§ Directions
Say how many lines in the entries hold the word "bucket", and reply with that number only.

Start of Data to process

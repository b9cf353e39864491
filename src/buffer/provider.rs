//! Thread-safe page provider.

use std::collections::btree_map::Entry;
use std::collections::{BTreeMap, VecDeque};
use std::sync::Arc;

use parking_lot::Mutex;

use crate::device::{BufferDevice, CompletionToken};
use crate::errors::{FramePoolError, Result};
use crate::utils::format_bytes;

use super::page::DynamicPage;

/// A page awaiting safe reuse: discarded by a heap at frame end, not yet
/// confirmed finished by the GPU.
struct StalePageInfo {
    page: DynamicPage,
    token: CompletionToken,
}

#[derive(Default)]
struct PageIndex {
    /// Available pages keyed by capacity, ascending. Selection among pages
    /// of equal size is unspecified.
    available: BTreeMap<u64, Vec<DynamicPage>>,
    /// Append-ordered, so completion tokens are non-decreasing front to
    /// back.
    stale: VecDeque<StalePageInfo>,
}

/// Thread-safe owner of every dynamic memory page.
///
/// Satisfies page requests smallest-sufficient-first, creates pages on
/// demand through the [`BufferDevice`] collaborator, and recycles discarded
/// pages once the externally reported completion counter passes their token.
///
/// A single mutex guards both the available index and the stale queue; the
/// critical sections cover index mutation only, never a device call.
pub struct PageProvider {
    device: Arc<dyn BufferDevice>,
    index: Mutex<PageIndex>,
}

impl PageProvider {
    /// Create a provider and pre-reserve `pages_to_reserve` pages of
    /// `page_size` bytes each. Reservation failures are logged and skipped;
    /// pages will be created on demand instead.
    #[must_use]
    pub fn new(device: Arc<dyn BufferDevice>, pages_to_reserve: u32, page_size: u64) -> Self {
        let provider = Self {
            device,
            index: Mutex::new(PageIndex::default()),
        };
        for _ in 0..pages_to_reserve {
            match provider.create_page(page_size) {
                Ok(page) => {
                    let mut index = provider.index.lock();
                    index.available.entry(page.size()).or_default().push(page);
                }
                Err(err) => {
                    log::warn!("page reservation stopped early: {err}");
                    break;
                }
            }
        }
        provider
    }

    /// Hand out a page of at least `size` bytes.
    ///
    /// The smallest available page with sufficient capacity is removed from
    /// the index and returned; if none exists, a new page of exactly `size`
    /// bytes is created through the device. Ownership transfers to the
    /// caller either way.
    pub fn allocate_page(&self, size: u64) -> Result<DynamicPage> {
        {
            let mut index = self.index.lock();
            let key = index.available.range(size..).next().map(|(&k, _)| k);
            if let Some(key) = key {
                if let Entry::Occupied(mut entry) = index.available.entry(key) {
                    let page = entry.get_mut().pop();
                    if entry.get().is_empty() {
                        entry.remove();
                    }
                    if let Some(page) = page {
                        return Ok(page);
                    }
                }
            }
        }
        self.create_page(size)
    }

    /// Move a batch of pages (typically one context's full frame) into the
    /// stale queue, tagged with the frame's completion token.
    ///
    /// Tokens must be non-decreasing across calls; the release scan relies
    /// on the queue staying sorted by insertion order.
    pub fn discard_pages(
        &self,
        pages: impl IntoIterator<Item = DynamicPage>,
        token: CompletionToken,
    ) {
        let mut index = self.index.lock();
        debug_assert!(
            index.stale.back().is_none_or(|back| back.token <= token),
            "completion tokens must be non-decreasing"
        );
        for page in pages {
            index.stale.push_back(StalePageInfo { page, token });
        }
    }

    /// Recycle every stale page whose token is `<= last_completed` back into
    /// the available index.
    ///
    /// Stops at the first still-pending entry: tokens only grow toward the
    /// back, so the scan is O(newly eligible), not O(queue).
    pub fn release_stale_pages(&self, last_completed: CompletionToken) {
        let mut index = self.index.lock();
        loop {
            let ready = index
                .stale
                .front()
                .is_some_and(|front| front.token <= last_completed);
            if !ready {
                break;
            }
            if let Some(info) = index.stale.pop_front() {
                log::trace!(
                    "recycling {} page (token {})",
                    format_bytes(info.page.size()),
                    info.token
                );
                index.available.entry(info.page.size()).or_default().push(info.page);
            }
        }
    }

    /// Tear the provider down, destroying every page through the device.
    ///
    /// `last_completed` must cover every token ever passed to
    /// [`Self::discard_pages`] — the device must be idled first.
    ///
    /// # Panics
    /// Panics if stale pages are still awaiting completion.
    pub fn destroy(&self, last_completed: CompletionToken) {
        self.release_stale_pages(last_completed);
        let available = {
            let mut index = self.index.lock();
            assert!(
                index.stale.is_empty(),
                "stale pages are still in use; the device must be idled before destroy()"
            );
            std::mem::take(&mut index.available)
        };

        let mut total_bytes = 0u64;
        for (_, bucket) in available {
            for page in bucket {
                total_bytes += page.size();
                self.device.destroy_buffer(page.handle());
            }
        }
        log::info!(
            "page provider usage stats: total allocated memory {}",
            format_bytes(total_bytes)
        );
    }

    /// Number of pages currently sitting in the available index.
    #[must_use]
    pub fn available_page_count(&self) -> usize {
        self.index.lock().available.values().map(Vec::len).sum()
    }

    /// Number of pages awaiting GPU completion.
    #[must_use]
    pub fn stale_page_count(&self) -> usize {
        self.index.lock().stale.len()
    }

    /// Total bytes of every page the provider currently owns (available or
    /// stale; pages out in heaps are not counted).
    #[must_use]
    pub fn total_resident_bytes(&self) -> u64 {
        let index = self.index.lock();
        let available: u64 = index
            .available
            .values()
            .flat_map(|bucket| bucket.iter())
            .map(DynamicPage::size)
            .sum();
        let stale: u64 = index.stale.iter().map(|info| info.page.size()).sum();
        available + stale
    }

    fn create_page(&self, size: u64) -> Result<DynamicPage> {
        match self.device.create_buffer(size) {
            Ok(buffer) => {
                log::debug!(
                    "created dynamic page: {} at GPU address {:#x}",
                    format_bytes(size),
                    buffer.gpu_address
                );
                Ok(DynamicPage::new(buffer, size))
            }
            Err(source) => {
                log::error!("failed to create a {}-byte dynamic page: {source}", size);
                Err(FramePoolError::PageCreation { size, source })
            }
        }
    }
}

impl Drop for PageProvider {
    fn drop(&mut self) {
        let index = self.index.get_mut();
        if !index.stale.is_empty() {
            if std::thread::panicking() {
                log::error!(
                    "page provider dropped with {} stale pages still in flight",
                    index.stale.len()
                );
            } else {
                panic!(
                    "page provider dropped with stale pages still in flight; \
                     call destroy() after idling the device"
                );
            }
        }
        for (_, bucket) in std::mem::take(&mut index.available) {
            for page in bucket {
                self.device.destroy_buffer(page.handle());
            }
        }
    }
}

End of Data to process

§ Output for this exercise
5